> _Directions_: Give back all of the records underneath exactly, with no omissions.
***** Records provided *****
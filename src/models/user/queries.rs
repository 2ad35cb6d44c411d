use super::types::*;
use crate::db::DbPool;

/// Roster snapshot: every member, ordered by id. Reports classify each of
/// these against every resolved event.
pub async fn roster(pool: &DbPool) -> Result<Vec<UsuarioBasico>, sqlx::Error> {
    sqlx::query_as::<_, UsuarioBasico>(
        "SELECT id, email, first_name, last_name FROM users ORDER BY id",
    )
    .fetch_all(pool)
    .await
}

pub async fn find_by_id(pool: &DbPool, id: i64) -> Result<Option<UsuarioRef>, sqlx::Error> {
    sqlx::query_as::<_, UsuarioRef>(
        "SELECT id, username, email, first_name, last_name FROM users WHERE id = ?1",
    )
    .bind(id)
    .fetch_optional(pool)
    .await
}

pub async fn create_user(
    pool: &DbPool,
    username: &str,
    email: &str,
    first_name: &str,
    last_name: &str,
) -> Result<i64, sqlx::Error> {
    let result = sqlx::query(
        "INSERT INTO users (username, email, first_name, last_name) VALUES (?1, ?2, ?3, ?4)",
    )
    .bind(username)
    .bind(email)
    .bind(first_name)
    .bind(last_name)
    .execute(pool)
    .await?;
    Ok(result.last_insert_rowid())
}

const SELECT_PERFIL: &str = "\
    SELECT p.id, p.user_id, p.rut, p.fecha_ingreso, p.telefono, p.contacto, p.imagen, \
           u.username, u.email, u.first_name, u.last_name \
    FROM perfiles p \
    JOIN users u ON u.id = p.user_id";

#[derive(sqlx::FromRow)]
struct PerfilJoinRow {
    id: i64,
    user_id: i64,
    rut: String,
    fecha_ingreso: Option<String>,
    telefono: String,
    contacto: String,
    imagen: String,
    username: String,
    email: String,
    first_name: String,
    last_name: String,
}

impl From<PerfilJoinRow> for PerfilDetalle {
    fn from(row: PerfilJoinRow) -> Self {
        PerfilDetalle {
            id: row.id,
            user: UsuarioRef {
                id: row.user_id,
                username: row.username,
                email: row.email,
                first_name: row.first_name,
                last_name: row.last_name,
            },
            rut: row.rut,
            fecha_ingreso: row.fecha_ingreso,
            telefono: row.telefono,
            contacto: row.contacto,
            imagen: row.imagen,
        }
    }
}

pub async fn list_perfiles(pool: &DbPool) -> Result<Vec<PerfilDetalle>, sqlx::Error> {
    let sql = format!("{SELECT_PERFIL} ORDER BY p.id");
    let rows = sqlx::query_as::<_, PerfilJoinRow>(&sql)
        .fetch_all(pool)
        .await?;
    Ok(rows.into_iter().map(PerfilDetalle::from).collect())
}

pub async fn find_perfil(pool: &DbPool, id: i64) -> Result<Option<PerfilDetalle>, sqlx::Error> {
    let sql = format!("{SELECT_PERFIL} WHERE p.id = ?1");
    let row = sqlx::query_as::<_, PerfilJoinRow>(&sql)
        .bind(id)
        .fetch_optional(pool)
        .await?;
    Ok(row.map(PerfilDetalle::from))
}

pub async fn create_perfil(pool: &DbPool, nuevo: &NewPerfil) -> Result<i64, sqlx::Error> {
    let result = sqlx::query(
        "INSERT INTO perfiles (user_id, rut, fecha_ingreso, telefono, contacto, imagen) \
         VALUES (?1, ?2, ?3, ?4, ?5, COALESCE(?6, 'fotos_perfil/user.jpg'))",
    )
    .bind(nuevo.user_id)
    .bind(&nuevo.rut)
    .bind(&nuevo.fecha_ingreso)
    .bind(&nuevo.telefono)
    .bind(&nuevo.contacto)
    .bind(&nuevo.imagen)
    .execute(pool)
    .await?;
    Ok(result.last_insert_rowid())
}

pub async fn update_perfil(
    pool: &DbPool,
    id: i64,
    cambios: &PerfilUpdate,
) -> Result<bool, sqlx::Error> {
    let result = sqlx::query(
        "UPDATE perfiles SET \
             rut = COALESCE(?2, rut), \
             fecha_ingreso = COALESCE(?3, fecha_ingreso), \
             telefono = COALESCE(?4, telefono), \
             contacto = COALESCE(?5, contacto), \
             imagen = COALESCE(?6, imagen) \
         WHERE id = ?1",
    )
    .bind(id)
    .bind(&cambios.rut)
    .bind(&cambios.fecha_ingreso)
    .bind(&cambios.telefono)
    .bind(&cambios.contacto)
    .bind(&cambios.imagen)
    .execute(pool)
    .await?;
    Ok(result.rows_affected() > 0)
}

pub async fn delete_perfil(pool: &DbPool, id: i64) -> Result<bool, sqlx::Error> {
    let result = sqlx::query("DELETE FROM perfiles WHERE id = ?1")
        .bind(id)
        .execute(pool)
        .await?;
    Ok(result.rows_affected() > 0)
}
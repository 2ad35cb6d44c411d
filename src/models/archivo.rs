use serde::{Deserialize, Serialize};

use crate::db::DbPool;
use crate::errors::AppError;

/// Document types the archive accepts. Upload of each type is gated by a
/// per-user `can_upload_<tipo>` permiso.
pub const TIPOS: &[(&str, &str)] = &[
    ("actas", "Actas"),
    ("reglamentos", "Reglamentos"),
    ("circulares", "Circulares"),
    ("otros", "Otros"),
];

pub fn tipo_valido(tipo: &str) -> bool {
    TIPOS.iter().any(|(codename, _)| *codename == tipo)
}

#[derive(Debug, Clone, Serialize, sqlx::FromRow)]
pub struct Archivo {
    pub id: i64,
    pub nombre: String,
    pub descripcion: String,
    pub tipo: String,
    pub archivo: String,
    pub creado_por: i64,
    pub creado_en: String,
}

#[derive(Debug, Deserialize)]
pub struct NewArchivo {
    pub nombre: String,
    #[serde(default)]
    pub descripcion: String,
    pub tipo: String,
    pub archivo: String,
}

const SELECT: &str =
    "SELECT id, nombre, descripcion, tipo, archivo, creado_por, creado_en FROM archivos";

/// Newest first, optionally narrowed by tipo and a nombre/descripcion search.
pub async fn list(
    pool: &DbPool,
    tipo: Option<&str>,
    search: Option<&str>,
) -> Result<Vec<Archivo>, sqlx::Error> {
    let pattern = search.map(|s| format!("%{s}%"));
    let sql = format!(
        "{SELECT} WHERE (?1 IS NULL OR tipo = ?1) \
         AND (?2 IS NULL OR nombre LIKE ?2 OR descripcion LIKE ?2) \
         ORDER BY creado_en DESC, id DESC"
    );
    sqlx::query_as::<_, Archivo>(&sql)
        .bind(tipo)
        .bind(pattern)
        .fetch_all(pool)
        .await
}

pub async fn find_by_id(pool: &DbPool, id: i64) -> Result<Option<Archivo>, sqlx::Error> {
    let sql = format!("{SELECT} WHERE id = ?1");
    sqlx::query_as::<_, Archivo>(&sql)
        .bind(id)
        .fetch_optional(pool)
        .await
}

pub async fn create(pool: &DbPool, nuevo: &NewArchivo, creado_por: i64) -> Result<i64, AppError> {
    if !tipo_valido(&nuevo.tipo) {
        return Err(AppError::Validation {
            field: "tipo".to_string(),
            message: format!("Tipo de documento desconocido: '{}'.", nuevo.tipo),
        });
    }
    let result = sqlx::query(
        "INSERT INTO archivos (nombre, descripcion, tipo, archivo, creado_por) \
         VALUES (?1, ?2, ?3, ?4, ?5)",
    )
    .bind(&nuevo.nombre)
    .bind(&nuevo.descripcion)
    .bind(&nuevo.tipo)
    .bind(&nuevo.archivo)
    .bind(creado_por)
    .execute(pool)
    .await?;
    Ok(result.last_insert_rowid())
}

pub async fn delete(pool: &DbPool, id: i64) -> Result<bool, sqlx::Error> {
    let result = sqlx::query("DELETE FROM archivos WHERE id = ?1")
        .bind(id)
        .execute(pool)
        .await?;
    Ok(result.rows_affected() > 0)
}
*****
> _Exercise result_:
filename src/models/user/queries.rs
repository 2ad35cb6d44c411d
use super::types::*;
use crate::db::DbPool;

/// Roster snapshot: every member, ordered by id. Reports classify each of
/// these against every resolved event.
pub async fn roster(pool: &DbPool) -> Result<Vec<UsuarioBasico>, sqlx::Error> {
    sqlx::query_as::<_, UsuarioBasico>(
        "SELECT id, email, first_name, last_name FROM users ORDER BY id",
    )
    .fetch_all(pool)
    .await
}

pub async fn find_by_id(pool: &DbPool, id: i64) -> Result<Option<UsuarioRef>, sqlx::Error> {
    sqlx::query_as::<_, UsuarioRef>(
        "SELECT id, username, email, first_name, last_name FROM users WHERE id = ?1",
    )
    .bind(id)
    .fetch_optional(pool)
    .await
}

pub async fn create_user(
    pool: &DbPool,
    username: &str,
    email: &str,
    first_name: &str,
    last_name: &str,
) -> Result<i64, sqlx::Error> {
    let result = sqlx::query(
        "INSERT INTO users (username, email, first_name, last_name) VALUES (?1, ?2, ?3, ?4)",
    )
    .bind(username)
    .bind(email)
    .bind(first_name)
    .bind(last_name)
    .execute(pool)
    .await?;
    Ok(result.last_insert_rowid())
}

const SELECT_PERFIL: &str = "\
    SELECT p.id, p.user_id, p.rut, p.fecha_ingreso, p.telefono, p.contacto, p.imagen, \
           u.username, u.email, u.first_name, u.last_name \
    FROM perfiles p \
    JOIN users u ON u.id = p.user_id";

#[derive(sqlx::FromRow)]
struct PerfilJoinRow {
    id: i64,
    user_id: i64,
    rut: String,
    fecha_ingreso: Option<String>,
    telefono: String,
    contacto: String,
    imagen: String,
    username: String,
    email: String,
    first_name: String,
    last_name: String,
}

impl From<PerfilJoinRow> for PerfilDetalle {
    fn from(row: PerfilJoinRow) -> Self {
        PerfilDetalle {
            id: row.id,
            user: UsuarioRef {
                id: row.user_id,
                username: row.username,
                email: row.email,
                first_name: row.first_name,
                last_name: row.last_name,
            },
            rut: row.rut,
            fecha_ingreso: row.fecha_ingreso,
            telefono: row.telefono,
            contacto: row.contacto,
            imagen: row.imagen,
        }
    }
}

pub async fn list_perfiles(pool: &DbPool) -> Result<Vec<PerfilDetalle>, sqlx::Error> {
    let sql = format!("{SELECT_PERFIL} ORDER BY p.id");
    let rows = sqlx::query_as::<_, PerfilJoinRow>(&sql)
        .fetch_all(pool)
        .await?;
    Ok(rows.into_iter().map(PerfilDetalle::from).collect())
}

pub async fn find_perfil(pool: &DbPool, id: i64) -> Result<Option<PerfilDetalle>, sqlx::Error> {
    let sql = format!("{SELECT_PERFIL} WHERE p.id = ?1");
    let row = sqlx::query_as::<_, PerfilJoinRow>(&sql)
        .bind(id)
        .fetch_optional(pool)
        .await?;
    Ok(row.map(PerfilDetalle::from))
}

pub async fn create_perfil(pool: &DbPool, nuevo: &NewPerfil) -> Result<i64, sqlx::Error> {
    let result = sqlx::query(
        "INSERT INTO perfiles (user_id, rut, fecha_ingreso, telefono, contacto, imagen) \
         VALUES (?1, ?2, ?3, ?4, ?5, COALESCE(?6, 'fotos_perfil/user.jpg'))",
    )
    .bind(nuevo.user_id)
    .bind(&nuevo.rut)
    .bind(&nuevo.fecha_ingreso)
    .bind(&nuevo.telefono)
    .bind(&nuevo.contacto)
    .bind(&nuevo.imagen)
    .execute(pool)
    .await?;
    Ok(result.last_insert_rowid())
}

pub async fn update_perfil(
    pool: &DbPool,
    id: i64,
    cambios: &PerfilUpdate,
) -> Result<bool, sqlx::Error> {
    let result = sqlx::query(
        "UPDATE perfiles SET \
             rut = COALESCE(?2, rut), \
             fecha_ingreso = COALESCE(?3, fecha_ingreso), \
             telefono = COALESCE(?4, telefono), \
             contacto = COALESCE(?5, contacto), \
             imagen = COALESCE(?6, imagen) \
         WHERE id = ?1",
    )
    .bind(id)
    .bind(&cambios.rut)
    .bind(&cambios.fecha_ingreso)
    .bind(&cambios.telefono)
    .bind(&cambios.contacto)
    .bind(&cambios.imagen)
    .execute(pool)
    .await?;
    Ok(result.rows_affected() > 0)
}

pub async fn delete_perfil(pool: &DbPool, id: i64) -> Result<bool, sqlx::Error> {
    let result = sqlx::query("DELETE FROM perfiles WHERE id = ?1")
        .bind(id)
        .execute(pool)
        .await?;
    Ok(result.rows_affected() > 0)
}
repository 2ad35cb6d44c411d
filename src/models/archivo.rs
use serde::{Deserialize, Serialize};

use crate::db::DbPool;
use crate::errors::AppError;

/// Document types the archive accepts. Upload of each type is gated by a
/// per-user `can_upload_<tipo>` permiso.
pub const TIPOS: &[(&str, &str)] = &[
    ("actas", "Actas"),
    ("reglamentos", "Reglamentos"),
    ("circulares", "Circulares"),
    ("otros", "Otros"),
];

pub fn tipo_valido(tipo: &str) -> bool {
    TIPOS.iter().any(|(codename, _)| *codename == tipo)
}

#[derive(Debug, Clone, Serialize, sqlx::FromRow)]
pub struct Archivo {
    pub id: i64,
    pub nombre: String,
    pub descripcion: String,
    pub tipo: String,
    pub archivo: String,
    pub creado_por: i64,
    pub creado_en: String,
}

#[derive(Debug, Deserialize)]
pub struct NewArchivo {
    pub nombre: String,
    #[serde(default)]
    pub descripcion: String,
    pub tipo: String,
    pub archivo: String,
}

const SELECT: &str =
    "SELECT id, nombre, descripcion, tipo, archivo, creado_por, creado_en FROM archivos";

/// Newest first, optionally narrowed by tipo and a nombre/descripcion search.
pub async fn list(
    pool: &DbPool,
    tipo: Option<&str>,
    search: Option<&str>,
) -> Result<Vec<Archivo>, sqlx::Error> {
    let pattern = search.map(|s| format!("%{s}%"));
    let sql = format!(
        "{SELECT} WHERE (?1 IS NULL OR tipo = ?1) \
         AND (?2 IS NULL OR nombre LIKE ?2 OR descripcion LIKE ?2) \
         ORDER BY creado_en DESC, id DESC"
    );
    sqlx::query_as::<_, Archivo>(&sql)
        .bind(tipo)
        .bind(pattern)
        .fetch_all(pool)
        .await
}

pub async fn find_by_id(pool: &DbPool, id: i64) -> Result<Option<Archivo>, sqlx::Error> {
    let sql = format!("{SELECT} WHERE id = ?1");
    sqlx::query_as::<_, Archivo>(&sql)
        .bind(id)
        .fetch_optional(pool)
        .await
}

pub async fn create(pool: &DbPool, nuevo: &NewArchivo, creado_por: i64) -> Result<i64, AppError> {
    if !tipo_valido(&nuevo.tipo) {
        return Err(AppError::Validation {
            field: "tipo".to_string(),
            message: format!("Tipo de documento desconocido: '{}'.", nuevo.tipo),
        });
    }
    let result = sqlx::query(
        "INSERT INTO archivos (nombre, descripcion, tipo, archivo, creado_por) \
         VALUES (?1, ?2, ?3, ?4, ?5)",
    )
    .bind(&nuevo.nombre)
    .bind(&nuevo.descripcion)
    .bind(&nuevo.tipo)
    .bind(&nuevo.archivo)
    .bind(creado_por)
    .execute(pool)
    .await?;
    Ok(result.last_insert_rowid())
}

pub async fn delete(pool: &DbPool, id: i64) -> Result<bool, sqlx::Error> {
    let result = sqlx::query("DELETE FROM archivos WHERE id = ?1")
        .bind(id)
        .execute(pool)
        .await?;
    Ok(result.rows_affected() > 0)
}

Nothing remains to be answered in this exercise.